▶ **Exercise details**:
Extract each line from the entries below that has the string "SqlitePool" in it.

▶ **Data to process**:
<<<<

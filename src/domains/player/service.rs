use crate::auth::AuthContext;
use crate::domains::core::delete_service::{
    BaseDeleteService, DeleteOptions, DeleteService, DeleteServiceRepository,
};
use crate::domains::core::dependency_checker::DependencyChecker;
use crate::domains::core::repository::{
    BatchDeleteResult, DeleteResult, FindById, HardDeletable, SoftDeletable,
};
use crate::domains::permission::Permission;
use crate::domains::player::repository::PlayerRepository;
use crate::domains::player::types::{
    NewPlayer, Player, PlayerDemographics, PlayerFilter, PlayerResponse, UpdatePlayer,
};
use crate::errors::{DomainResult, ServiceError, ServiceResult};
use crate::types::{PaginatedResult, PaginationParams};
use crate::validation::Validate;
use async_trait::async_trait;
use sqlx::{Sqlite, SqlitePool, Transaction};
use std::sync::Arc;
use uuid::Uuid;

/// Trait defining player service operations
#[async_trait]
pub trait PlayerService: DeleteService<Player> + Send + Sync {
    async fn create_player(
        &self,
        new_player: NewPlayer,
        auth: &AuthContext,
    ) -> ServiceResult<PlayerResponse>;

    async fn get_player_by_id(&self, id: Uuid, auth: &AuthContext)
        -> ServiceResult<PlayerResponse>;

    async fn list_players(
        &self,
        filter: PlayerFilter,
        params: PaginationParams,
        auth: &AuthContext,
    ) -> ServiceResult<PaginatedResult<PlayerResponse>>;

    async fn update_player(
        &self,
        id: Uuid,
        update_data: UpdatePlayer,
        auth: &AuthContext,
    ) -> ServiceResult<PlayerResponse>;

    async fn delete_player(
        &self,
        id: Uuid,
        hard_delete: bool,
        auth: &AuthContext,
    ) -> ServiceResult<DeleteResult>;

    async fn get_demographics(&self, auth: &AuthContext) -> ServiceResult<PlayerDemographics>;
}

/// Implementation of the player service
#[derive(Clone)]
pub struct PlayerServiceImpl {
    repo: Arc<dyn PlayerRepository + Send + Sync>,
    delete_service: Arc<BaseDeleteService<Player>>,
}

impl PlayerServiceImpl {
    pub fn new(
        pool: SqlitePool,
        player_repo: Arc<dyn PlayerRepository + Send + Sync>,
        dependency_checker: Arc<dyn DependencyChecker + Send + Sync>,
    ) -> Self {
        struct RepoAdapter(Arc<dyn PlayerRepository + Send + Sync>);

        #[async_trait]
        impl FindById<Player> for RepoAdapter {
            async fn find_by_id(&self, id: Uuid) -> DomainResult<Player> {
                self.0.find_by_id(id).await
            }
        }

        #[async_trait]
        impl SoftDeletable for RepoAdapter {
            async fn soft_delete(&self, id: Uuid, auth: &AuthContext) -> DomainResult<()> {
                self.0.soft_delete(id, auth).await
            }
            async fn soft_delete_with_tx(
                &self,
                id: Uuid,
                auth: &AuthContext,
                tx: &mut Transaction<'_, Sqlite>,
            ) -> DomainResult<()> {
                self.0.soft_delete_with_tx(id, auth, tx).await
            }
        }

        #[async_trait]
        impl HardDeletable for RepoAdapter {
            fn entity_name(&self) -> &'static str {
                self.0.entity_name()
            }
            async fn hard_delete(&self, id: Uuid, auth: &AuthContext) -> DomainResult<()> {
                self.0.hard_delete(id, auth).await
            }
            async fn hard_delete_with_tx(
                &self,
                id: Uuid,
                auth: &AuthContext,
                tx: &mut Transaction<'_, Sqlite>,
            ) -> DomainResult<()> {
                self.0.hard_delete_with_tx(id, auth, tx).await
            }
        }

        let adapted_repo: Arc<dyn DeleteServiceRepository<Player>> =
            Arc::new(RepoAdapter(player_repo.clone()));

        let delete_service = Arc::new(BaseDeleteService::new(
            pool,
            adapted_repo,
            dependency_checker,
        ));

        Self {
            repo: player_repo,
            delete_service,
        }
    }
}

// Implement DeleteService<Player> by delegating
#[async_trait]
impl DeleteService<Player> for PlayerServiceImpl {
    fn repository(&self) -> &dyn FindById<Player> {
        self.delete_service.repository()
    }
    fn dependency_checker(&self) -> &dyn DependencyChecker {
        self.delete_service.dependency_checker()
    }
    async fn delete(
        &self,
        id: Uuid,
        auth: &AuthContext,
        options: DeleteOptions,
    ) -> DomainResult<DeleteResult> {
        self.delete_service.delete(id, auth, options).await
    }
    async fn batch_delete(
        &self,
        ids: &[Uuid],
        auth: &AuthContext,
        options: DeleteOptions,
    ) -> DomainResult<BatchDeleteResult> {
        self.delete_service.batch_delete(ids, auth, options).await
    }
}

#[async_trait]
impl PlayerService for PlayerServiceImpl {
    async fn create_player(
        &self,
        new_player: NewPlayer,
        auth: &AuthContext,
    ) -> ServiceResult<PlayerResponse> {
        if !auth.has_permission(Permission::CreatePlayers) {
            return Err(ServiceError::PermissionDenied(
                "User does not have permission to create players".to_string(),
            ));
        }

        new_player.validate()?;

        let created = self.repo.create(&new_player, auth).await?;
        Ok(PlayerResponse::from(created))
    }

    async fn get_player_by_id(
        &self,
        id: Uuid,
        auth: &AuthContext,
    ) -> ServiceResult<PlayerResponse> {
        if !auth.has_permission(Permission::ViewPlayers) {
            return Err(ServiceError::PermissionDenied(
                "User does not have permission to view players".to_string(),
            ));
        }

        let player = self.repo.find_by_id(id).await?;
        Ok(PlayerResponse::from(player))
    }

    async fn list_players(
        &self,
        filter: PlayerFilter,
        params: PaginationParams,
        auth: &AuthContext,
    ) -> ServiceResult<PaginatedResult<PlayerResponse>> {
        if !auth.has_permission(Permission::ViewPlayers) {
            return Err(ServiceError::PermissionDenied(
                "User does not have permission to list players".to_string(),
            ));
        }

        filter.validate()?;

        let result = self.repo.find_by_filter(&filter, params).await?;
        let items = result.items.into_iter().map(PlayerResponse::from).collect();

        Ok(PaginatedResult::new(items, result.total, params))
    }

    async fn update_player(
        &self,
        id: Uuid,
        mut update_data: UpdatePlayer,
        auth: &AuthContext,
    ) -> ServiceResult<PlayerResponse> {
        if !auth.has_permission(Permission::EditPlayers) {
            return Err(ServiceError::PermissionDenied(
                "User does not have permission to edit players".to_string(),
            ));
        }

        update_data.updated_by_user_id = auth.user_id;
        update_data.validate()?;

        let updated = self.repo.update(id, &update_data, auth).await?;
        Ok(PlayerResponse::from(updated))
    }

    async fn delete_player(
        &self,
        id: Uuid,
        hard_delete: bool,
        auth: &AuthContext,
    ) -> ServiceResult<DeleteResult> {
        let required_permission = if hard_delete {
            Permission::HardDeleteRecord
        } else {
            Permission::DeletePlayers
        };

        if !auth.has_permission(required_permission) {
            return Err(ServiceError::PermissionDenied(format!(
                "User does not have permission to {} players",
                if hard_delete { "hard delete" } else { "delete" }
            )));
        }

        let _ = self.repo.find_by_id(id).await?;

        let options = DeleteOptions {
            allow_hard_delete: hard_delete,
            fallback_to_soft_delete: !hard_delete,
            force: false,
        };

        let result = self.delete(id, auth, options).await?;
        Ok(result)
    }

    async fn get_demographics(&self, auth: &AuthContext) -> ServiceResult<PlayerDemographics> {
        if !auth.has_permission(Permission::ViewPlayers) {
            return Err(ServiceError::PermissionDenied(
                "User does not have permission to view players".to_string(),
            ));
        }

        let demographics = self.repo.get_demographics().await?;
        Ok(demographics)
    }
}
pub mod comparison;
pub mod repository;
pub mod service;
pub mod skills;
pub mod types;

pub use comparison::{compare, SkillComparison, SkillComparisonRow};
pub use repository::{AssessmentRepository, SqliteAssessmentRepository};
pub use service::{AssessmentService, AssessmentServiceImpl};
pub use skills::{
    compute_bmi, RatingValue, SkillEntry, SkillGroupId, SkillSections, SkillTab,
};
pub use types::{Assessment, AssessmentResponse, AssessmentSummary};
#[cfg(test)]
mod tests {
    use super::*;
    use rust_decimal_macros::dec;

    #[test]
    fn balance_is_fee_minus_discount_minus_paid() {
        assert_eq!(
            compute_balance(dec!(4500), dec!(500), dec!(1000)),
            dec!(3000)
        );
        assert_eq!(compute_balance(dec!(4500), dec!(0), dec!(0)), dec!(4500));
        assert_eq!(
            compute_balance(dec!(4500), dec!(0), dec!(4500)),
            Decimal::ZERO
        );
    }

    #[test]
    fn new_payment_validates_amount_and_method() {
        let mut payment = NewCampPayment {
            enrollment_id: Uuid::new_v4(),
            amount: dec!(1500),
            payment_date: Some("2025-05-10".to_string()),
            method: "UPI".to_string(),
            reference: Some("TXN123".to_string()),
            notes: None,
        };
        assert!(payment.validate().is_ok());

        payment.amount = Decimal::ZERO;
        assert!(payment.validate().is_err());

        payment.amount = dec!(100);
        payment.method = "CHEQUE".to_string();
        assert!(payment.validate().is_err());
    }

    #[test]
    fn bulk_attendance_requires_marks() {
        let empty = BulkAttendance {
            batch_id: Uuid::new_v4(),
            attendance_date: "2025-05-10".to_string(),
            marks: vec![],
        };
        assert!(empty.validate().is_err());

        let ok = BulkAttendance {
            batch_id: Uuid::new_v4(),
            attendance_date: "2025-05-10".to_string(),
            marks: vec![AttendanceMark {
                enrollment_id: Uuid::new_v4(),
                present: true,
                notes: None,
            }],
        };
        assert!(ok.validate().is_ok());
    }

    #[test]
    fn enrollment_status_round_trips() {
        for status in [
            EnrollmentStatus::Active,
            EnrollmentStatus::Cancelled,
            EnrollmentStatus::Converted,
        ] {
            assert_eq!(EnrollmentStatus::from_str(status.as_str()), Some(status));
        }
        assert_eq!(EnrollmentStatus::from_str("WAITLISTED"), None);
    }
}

>>>>

▶ **Expected answer**:
use sqlx::{Sqlite, SqlitePool, Transaction};
        pool: SqlitePool,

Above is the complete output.